++++ Data extracts
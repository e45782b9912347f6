use serde::{Deserialize, Serialize};
use std::collections::BTreeMap;
use tracing::{debug, info};

use rw_types::RwResult;

use crate::client::{SearchClient, TermCount};

/// Base-field terms that one analyzer conflates into the same token.
#[derive(Debug, Clone, PartialEq, Serialize, Deserialize)]
pub struct ConflatedTerms {
    pub token: String,
    pub base_terms: Vec<TermCount>,
}

/// Group the terms of `base_field` by how the analyzer of `filtered_field`
/// renders them. Largest groups first, then by token.
pub fn compare_analyzers(
    client: &dyn SearchClient,
    base_field: &str,
    filtered_field: &str,
    lower_bound: &str,
    limit: usize,
    min_doc_freq: u64,
) -> RwResult<Vec<ConflatedTerms>> {
    let terms = client.get_terms(base_field, lower_bound, limit, min_doc_freq)?;
    info!("Comparing {} terms of {} against {}", terms.len(), base_field, filtered_field);

    let mut groups: BTreeMap<String, Vec<TermCount>> = BTreeMap::new();
    for term in terms {
        let tokens = client.analyze(filtered_field, &term.token)?;
        if tokens.is_empty() {
            debug!("{} analyzes to nothing in {}", term.token, filtered_field);
            continue;
        }
        groups.entry(tokens.join(" ")).or_default().push(term);
    }

    let mut conflated: Vec<ConflatedTerms> = groups
        .into_iter()
        .map(|(token, base_terms)| ConflatedTerms { token, base_terms })
        .collect();
    conflated.sort_by(|a, b| {
        b.base_terms
            .len()
            .cmp(&a.base_terms.len())
            .then_with(|| a.token.cmp(&b.token))
    });
    Ok(conflated)
}
use serde::{Deserialize, Serialize};

use rw_types::Experiment;

/// Backend-neutral search request built from an experiment and one query.
#[derive(Debug, Clone, PartialEq, Serialize, Deserialize)]
pub struct SearchRequest {
    pub query: String,
    pub handler: Option<String>,
    /// Rendered experiment parameters, in parameter-name order.
    pub params: Vec<(String, String)>,
    pub filter_queries: Vec<String>,
    pub rows: usize,
    pub id_field: String,
}

impl SearchRequest {
    pub fn new(query: impl Into<String>, rows: usize, id_field: impl Into<String>) -> Self {
        Self {
            query: query.into(),
            handler: None,
            params: Vec::new(),
            filter_queries: Vec::new(),
            rows: rows.max(1),
            id_field: id_field.into(),
        }
    }

    pub fn for_experiment(experiment: &Experiment, query: &str, rows: usize, id_field: &str) -> Self {
        Self {
            query: query.to_string(),
            handler: experiment.custom_handler.clone(),
            params: experiment.rendered_params(),
            filter_queries: experiment.filter_queries.iter().cloned().collect(),
            rows: rows.max(1),
            id_field: id_field.to_string(),
        }
    }

    pub fn with_param(mut self, name: impl Into<String>, value: impl Into<String>) -> Self {
        self.params.push((name.into(), value.into()));
        self
    }

    pub fn with_filter_query(mut self, filter: impl Into<String>) -> Self {
        self.filter_queries.push(filter.into());
        self
    }

    pub fn param(&self, name: &str) -> Option<&str> {
        self.params
            .iter()
            .find(|(k, _)| k == name)
            .map(|(_, v)| v.as_str())
    }
}

#[cfg(test)]
mod tests {
    use super::*;
    use rw_types::{Feature, WeightedField};

    #[test]
    fn built_from_experiment() {
        let experiment = Experiment::new("e", "http://solr/core")
            .with_handler("edismax")
            .with_param(
                "qf",
                Feature::WeightedFields(vec![
                    WeightedField::weighted("title", 2.0),
                    WeightedField::weighted("body", 0.5),
                ]),
            )
            .with_param("mm", Feature::Choice("2<75%".into()))
            .with_filter_queries(["inStock:true"]);

        let request = SearchRequest::for_experiment(&experiment, "usb hub", 0, "sku");
        assert_eq!(request.rows, 1);
        assert_eq!(request.handler.as_deref(), Some("edismax"));
        assert_eq!(request.param("qf"), Some("title^2 body^0.5"));
        assert_eq!(request.param("mm"), Some("2<75%"));
        assert_eq!(request.filter_queries, vec!["inStock:true".to_string()]);
        assert_eq!(request.id_field, "sku");
    }
}
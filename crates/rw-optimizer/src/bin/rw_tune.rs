use anyhow::{anyhow, bail, Context};
use std::env;
use std::path::PathBuf;
use std::sync::Arc;
use std::time::Duration;
use tracing::{info, warn};
use tracing_subscriber::EnvFilter;

use rw_data::{load_judgments_csv, InMemoryRepository, Repository};
use rw_engine::{
    validate_judgment_ids, ElasticClient, ExperimentRunner, RunOutcome, SearchClient, SolrClient,
    DEFAULT_BACKEND_TIMEOUT,
};
use rw_optimizer::{GaOptimizer, GridSearch, ObjectiveDirection, RandomSearch, SearchStrategy, Tuner, TuningConfig};

const USAGE: &str = "usage: RW_CONFIG=<tuning.json> RW_JUDGMENTS=<judgments.csv> \
[RW_MODE=ga|grid|random] [RW_BACKEND=solr|elastic] [RW_REPOSITORY=<repository.json>] \
[RW_BACKEND_TIMEOUT_SECS=30] [RW_MAX_EXPERIMENTS=100] [RW_MAX_PER_FEATURE=5] [RW_SEED=<u64>] rw-tune";

const ID_LOOKUP_BATCH: usize = 100;

fn required(name: &str) -> anyhow::Result<String> {
    env::var(name).map_err(|_| anyhow!("{name} is not set\n{USAGE}"))
}

fn parsed<T: std::str::FromStr>(name: &str, default: T) -> anyhow::Result<T>
where
    T::Err: std::fmt::Display,
{
    match env::var(name) {
        Ok(raw) => raw.parse().map_err(|e| anyhow!("{name}={raw}: {e}")),
        Err(_) => Ok(default),
    }
}

fn main() -> anyhow::Result<()> {
    tracing_subscriber::fmt()
        .with_env_filter(EnvFilter::try_from_default_env().unwrap_or_else(|_| EnvFilter::new("info")))
        .init();

    let config_path = required("RW_CONFIG")?;
    let judgments_path = required("RW_JUDGMENTS")?;
    let mode = env::var("RW_MODE").unwrap_or_else(|_| "ga".to_string());
    if !matches!(mode.as_str(), "ga" | "grid" | "random") {
        bail!("unknown RW_MODE {mode}\n{USAGE}");
    }
    let backend = env::var("RW_BACKEND").unwrap_or_else(|_| "solr".to_string());
    let repository_path = env::var("RW_REPOSITORY")
        .map(PathBuf::from)
        .unwrap_or_else(|_| InMemoryRepository::default_path());
    let timeout = parsed("RW_BACKEND_TIMEOUT_SECS", DEFAULT_BACKEND_TIMEOUT.as_secs()).map(Duration::from_secs)?;
    let max_experiments: usize = parsed("RW_MAX_EXPERIMENTS", 100)?;
    let max_per_feature: usize = parsed("RW_MAX_PER_FEATURE", 5)?;

    let config = TuningConfig::from_path(&config_path).with_context(|| format!("loading {config_path}"))?;
    let judgments = load_judgments_csv(&judgments_path).with_context(|| format!("loading {judgments_path}"))?;

    let client: Arc<dyn SearchClient> = match backend.as_str() {
        "solr" => Arc::new(SolrClient::new(config.url.clone(), timeout)?),
        "elastic" => Arc::new(ElasticClient::new(config.url.clone(), timeout)?),
        other => bail!("unknown RW_BACKEND {other}\n{USAGE}"),
    };
    let repository = InMemoryRepository::open(&repository_path)
        .with_context(|| format!("opening repository {}", repository_path.display()))?;

    let runner_config = config.runner_config();
    let (judgments, report) = validate_judgment_ids(client.as_ref(), &judgments, &runner_config.id_field, ID_LOOKUP_BATCH)?;
    if !report.dropped_queries.is_empty() {
        warn!("{} queries dropped after id validation", report.dropped_queries.len());
    }
    repository.add_judgments(&judgments)?;
    let runner = ExperimentRunner::new(client, runner_config)?;

    for experiment in config.experiments.iter().flatten() {
        if let RunOutcome::Completed { summary, .. } =
            runner.run_and_store(experiment, &judgments, &config.scorers, &repository)?
        {
            info!("Baseline {} scored {} queries", experiment.name, summary.scored);
        }
    }

    let objective = config
        .objective_scorer()
        .ok_or_else(|| anyhow!("no scorer configured"))?;

    match mode.as_str() {
        "ga" => {
            let ga = config.ga.clone().unwrap_or_default();
            let seeds: Vec<_> = repository
                .get_n_best_experiments("", ga.population_size / 2, &objective)?
                .into_iter()
                .map(|(experiment, _)| experiment)
                .filter(|e| e.params.keys().all(|k| config.feature_factories.get(k).is_some()))
                .collect();
            let optimizer = GaOptimizer::new(
                &runner,
                &config.feature_factories,
                &config.scorers,
                config.base_experiment("ga"),
                ga,
            )?
            .with_seed_population(seeds)?;
            let report = optimizer.run(judgments.as_slice())?;
            info!(
                "Best individual {} (seed {}): {} train {:.4}, test {:.4}",
                report.best.name, report.seed, report.train_scorer, report.best_train, report.best_test
            );
            match runner.run_and_store(&report.best, &judgments, &config.scorers, &repository)? {
                RunOutcome::Completed { scorers, .. } => {
                    for (name, stats) in scorers.summaries(rw_scoring::ALL_QUERY_SETS) {
                        info!("{} over all queries: {:.4}", name, stats.primary());
                    }
                }
                RunOutcome::Skipped => warn!(
                    "Repository already holds scores for {}; this run's best was not stored",
                    report.best.name
                ),
            }
        }
        search => {
            let mut strategy: Box<dyn SearchStrategy> = if search == "grid" {
                Box::new(GridSearch::new(
                    &config.feature_factories,
                    config.base_experiment("grid"),
                    max_per_feature,
                    max_experiments,
                    "grid",
                ))
            } else {
                let seed = parsed("RW_SEED", rand::random::<u64>())?;
                info!("Random search seed {}", seed);
                Box::new(RandomSearch::new(
                    config.feature_factories.clone(),
                    config.base_experiment("random"),
                    seed,
                    format!("random_{seed}"),
                ))
            };
            let tuner = Tuner::new(
                &runner,
                &repository,
                &judgments,
                &config.scorers,
                objective,
                ObjectiveDirection::Maximize,
            )?;
            let status = tuner.run(strategy.as_mut(), max_experiments, runner.config().workers)?;
            if let Some(best) = &status.best {
                info!("Best experiment {}: {:.4}", best.experiment, best.objective);
            }
        }
    }

    Ok(())
}
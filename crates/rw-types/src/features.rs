//! Concrete values of tunable ranking parameters.
//!
//! A [`Feature`] is one immutable value of a tunable parameter. Its name is
//! the key it is stored under in an [`crate::Experiment`], which is also the
//! name of the [`crate::FeatureFactory`] that governs it.

use serde::{Deserialize, Serialize};
use std::fmt;

/// A field with an optional boost. An unset weight is assigned by the
/// governing factory on the next `random` or `mutate`.
#[derive(Debug, Clone, PartialEq, Serialize, Deserialize)]
pub struct WeightedField {
    pub field: String,
    #[serde(default, skip_serializing_if = "Option::is_none")]
    pub weight: Option<f64>,
}

impl WeightedField {
    pub fn new(field: impl Into<String>) -> Self {
        Self {
            field: field.into(),
            weight: None,
        }
    }

    pub fn weighted(field: impl Into<String>, weight: f64) -> Self {
        Self {
            field: field.into(),
            weight: Some(weight),
        }
    }
}

impl fmt::Display for WeightedField {
    fn fmt(&self, f: &mut fmt::Formatter<'_>) -> fmt::Result {
        match self.weight {
            Some(weight) => write!(f, "{}^{}", self.field, format_number(weight)),
            None => write!(f, "{}", self.field),
        }
    }
}

/// A parameterizable string: a template plus the numeric vector bound into
/// its `{0}`, `{1}`, ... placeholders.
#[derive(Debug, Clone, PartialEq, Serialize, Deserialize)]
pub struct TemplateValue {
    pub id: String,
    pub template: String,
    #[serde(default, skip_serializing_if = "Vec::is_empty")]
    pub values: Vec<f64>,
}

impl TemplateValue {
    pub fn new(id: impl Into<String>, template: impl Into<String>, values: Vec<f64>) -> Self {
        Self {
            id: id.into(),
            template: template.into(),
            values,
        }
    }

    /// Bind the numeric vector into the template. Placeholders without a
    /// value are left as-is.
    pub fn render(&self) -> String {
        let mut rendered = self.template.clone();
        for (i, value) in self.values.iter().enumerate() {
            rendered = rendered.replace(&format!("{{{i}}}"), &format_number(*value));
        }
        rendered
    }
}

impl fmt::Display for TemplateValue {
    fn fmt(&self, f: &mut fmt::Formatter<'_>) -> fmt::Result {
        f.write_str(&self.render())
    }
}

/// One concrete value of a tunable parameter.
#[derive(Debug, Clone, PartialEq, Serialize, Deserialize)]
#[serde(tag = "type", content = "value", rename_all = "snake_case")]
pub enum Feature {
    /// Ordered field list, e.g. `qf` / `pf`.
    WeightedFields(Vec<WeightedField>),
    /// Single float, e.g. `tie` or a phrase slop.
    Float(f64),
    /// One of an enumerated set of strings, e.g. `q.op` or `mm`.
    Choice(String),
    Template(TemplateValue),
    TemplateList(Vec<TemplateValue>),
}

impl Feature {
    /// Discriminator used in serialized form and error messages.
    pub fn kind(&self) -> &'static str {
        match self {
            Self::WeightedFields(_) => "weighted_fields",
            Self::Float(_) => "float",
            Self::Choice(_) => "choice",
            Self::Template(_) => "template",
            Self::TemplateList(_) => "template_list",
        }
    }

    /// Rendered form handed to the search backend.
    pub fn render(&self) -> String {
        self.to_string()
    }
}

impl fmt::Display for Feature {
    fn fmt(&self, f: &mut fmt::Formatter<'_>) -> fmt::Result {
        match self {
            Self::WeightedFields(fields) => write_joined(f, fields),
            Self::Float(v) => f.write_str(&format_number(*v)),
            Self::Choice(s) => f.write_str(s),
            Self::Template(t) => write!(f, "{t}"),
            Self::TemplateList(templates) => write_joined(f, templates),
        }
    }
}

fn write_joined<T: fmt::Display>(f: &mut fmt::Formatter<'_>, items: &[T]) -> fmt::Result {
    for (i, item) in items.iter().enumerate() {
        if i > 0 {
            f.write_str(" ")?;
        }
        write!(f, "{item}")?;
    }
    Ok(())
}

/// Format a float with at most four decimals and no trailing zeros.
pub fn format_number(value: f64) -> String {
    let formatted = format!("{value:.4}");
    let trimmed = formatted.trim_end_matches('0').trim_end_matches('.');
    if trimmed.is_empty() || trimmed == "-" || trimmed == "-0" {
        "0".to_string()
    } else {
        trimmed.to_string()
    }
}

#[cfg(test)]
mod tests {
    use super::*;

    #[test]
    fn weighted_fields_render_solr_style() {
        let feature = Feature::WeightedFields(vec![
            WeightedField::weighted("title", 2.5),
            WeightedField::new("body"),
            WeightedField::weighted("tags", 1.0),
        ]);
        assert_eq!(feature.render(), "title^2.5 body tags^1");
    }

    #[test]
    fn format_number_trims() {
        assert_eq!(format_number(0.30000000000000004), "0.3");
        assert_eq!(format_number(3.0), "3");
        assert_eq!(format_number(0.0), "0");
        assert_eq!(format_number(-0.00001), "0");
        assert_eq!(format_number(1.23456), "1.2346");
    }

    #[test]
    fn template_binds_placeholders() {
        let t = TemplateValue::new("recency", "recip(ms(NOW,date),3.16e-11,{0},{1})", vec![1.0, 0.5]);
        assert_eq!(t.render(), "recip(ms(NOW,date),3.16e-11,1,0.5)");

        let partial = TemplateValue::new("p", "{0} {1}", vec![2.0]);
        assert_eq!(partial.render(), "2 {1}");
    }

    #[test]
    fn template_list_joins_with_space() {
        let feature = Feature::TemplateList(vec![
            TemplateValue::new("a", "log(popularity)^{0}", vec![2.0]),
            TemplateValue::new("b", "sqrt(rank)", vec![]),
        ]);
        assert_eq!(feature.to_string(), "log(popularity)^2 sqrt(rank)");
    }

    #[test]
    fn serialized_shape_is_tagged() {
        let feature = Feature::Float(0.3);
        let json = serde_json::to_value(&feature).unwrap();
        assert_eq!(json, serde_json::json!({"type": "float", "value": 0.3}));

        let choice: Feature =
            serde_json::from_value(serde_json::json!({"type": "choice", "value": "AND"})).unwrap();
        assert_eq!(choice, Feature::Choice("AND".to_string()));
        assert_eq!(choice.kind(), "choice");
    }

    #[test]
    fn unknown_discriminator_is_rejected() {
        let result: Result<Feature, _> =
            serde_json::from_value(serde_json::json!({"type": "integer", "value": 3}));
        assert!(result.is_err());
    }
}
use thiserror::Error;

/// Main error type for the Rankwise system
#[derive(Error, Debug)]
pub enum RwError {
    #[error("Configuration error: {0}")]
    Config(String),

    #[error("Backend error: {0}")]
    Backend(#[from] BackendError),

    #[error("Persistence error: {0}")]
    Persistence(#[from] PersistenceError),

    #[error("Invariant violation: {0}")]
    Invariant(String),

    #[error("Not found: {0}")]
    NotFound(String),

    #[error("IO error: {0}")]
    Io(#[from] std::io::Error),

    #[error("Serialization error: {0}")]
    Serialization(#[from] serde_json::Error),
}

/// Search-backend errors. One of these for a single query is never fatal to a run.
#[derive(Error, Debug, Clone, PartialEq)]
pub enum BackendError {
    #[error("Transport failure talking to {backend}: {message}")]
    Transport { backend: String, message: String },

    #[error("Backend {backend} answered HTTP {status}: {message}")]
    Status {
        backend: String,
        status: u16,
        message: String,
    },

    #[error("Could not parse {backend} response: {message}")]
    Parse { backend: String, message: String },

    #[error("Operation {operation} is not supported by {backend}")]
    Unsupported { backend: String, operation: String },
}

/// Repository errors
#[derive(Error, Debug)]
pub enum PersistenceError {
    #[error("Repository IO failed at {path}: {message}")]
    Io { path: String, message: String },

    #[error("Repository data is corrupt: {message}")]
    Corrupt { message: String },

    #[error("Score columns {actual:?} do not match scores table {expected:?}")]
    SchemaMismatch {
        expected: Vec<String>,
        actual: Vec<String>,
    },
}

/// Result type alias for Rankwise operations
pub type RwResult<T> = Result<T, RwError>;

/// Macro for creating configuration errors
#[macro_export]
macro_rules! config_error {
    ($($arg:tt)*) => {
        $crate::RwError::Config(format!($($arg)*))
    };
}

/// Macro for creating invariant violations
#[macro_export]
macro_rules! invariant_error {
    ($($arg:tt)*) => {
        $crate::RwError::Invariant(format!($($arg)*))
    };
}
//! Property-based tests for feature factories.

use proptest::prelude::*;
use rand::SeedableRng;
use rand_chacha::ChaCha8Rng;
use rw_types::*;

fn factories() -> Vec<FeatureFactory> {
    vec![
        FeatureFactory::WeightedFields(WeightedFieldsFactory::new(
            vec!["title".into(), "body".into(), "tags".into(), "brand".into()],
            vec![0.5, 2.0, 10.0],
        )),
        FeatureFactory::Float(FloatFactory::new(0.0, 1.0)),
        FeatureFactory::Choice(ChoiceFactory::new(vec!["AND".into(), "OR".into(), "75%".into()])),
        FeatureFactory::Template(TemplateFactory::new(vec![
            TemplateSpec::new("recip", "recip(ms(NOW,date),3.16e-11,{0},{1})", vec![
                ParamRange::new(0.1, 2.0),
                ParamRange::new(0.1, 2.0),
            ]),
            TemplateSpec::new("pop", "log(popularity)^{0}", vec![ParamRange::new(0.5, 3.0)]),
        ])),
        FeatureFactory::TemplateList(TemplateListFactory::new(vec![
            TemplateSpec::new("a", "a()^{0}", vec![ParamRange::new(1.0, 5.0)]),
            TemplateSpec::new("b", "b()^{0}", vec![ParamRange::new(1.0, 5.0)]),
        ])),
    ]
}

proptest! {
    #[test]
    fn zero_probability_mutation_is_identity(
        seed in any::<u64>(),
        amplitude in 0.0f64..1.0,
        which in 0usize..5
    ) {
        let factory = &factories()[which];
        let mut rng = ChaCha8Rng::seed_from_u64(seed);
        let value = factory.random(&mut rng).unwrap();
        for _ in 0..10 {
            let mutated = factory.mutate(&value, 0.0, amplitude, &mut rng).unwrap();
            prop_assert_eq!(&mutated, &value);
        }
    }

    #[test]
    fn zero_amplitude_mutation_is_identity(seed in any::<u64>(), which in 0usize..5) {
        let factory = &factories()[which];
        let mut rng = ChaCha8Rng::seed_from_u64(seed);
        let value = factory.random(&mut rng).unwrap();
        let mutated = factory.mutate(&value, 1.0, 0.0, &mut rng).unwrap();
        prop_assert_eq!(mutated, value);
    }

    #[test]
    fn float_mutation_stays_in_domain(
        seed in any::<u64>(),
        start in 0.0f64..1.0,
        amplitude in 0.0f64..1.0
    ) {
        let factory = FloatFactory::new(0.0, 1.0);
        let mut rng = ChaCha8Rng::seed_from_u64(seed);
        let value = factory.mutate(start, 1.0, amplitude, &mut rng);
        prop_assert!((0.0..=1.0).contains(&value));
    }

    #[test]
    fn permute_respects_cap(max_count in 0usize..40, which in 0usize..5) {
        let factory = &factories()[which];
        prop_assert!(factory.permute(max_count).len() <= max_count);
    }
}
++++++++
**Description of the task**
Say how many lines of the data above include the word "RwError", and add nothing further.

**Response for this exercise**
4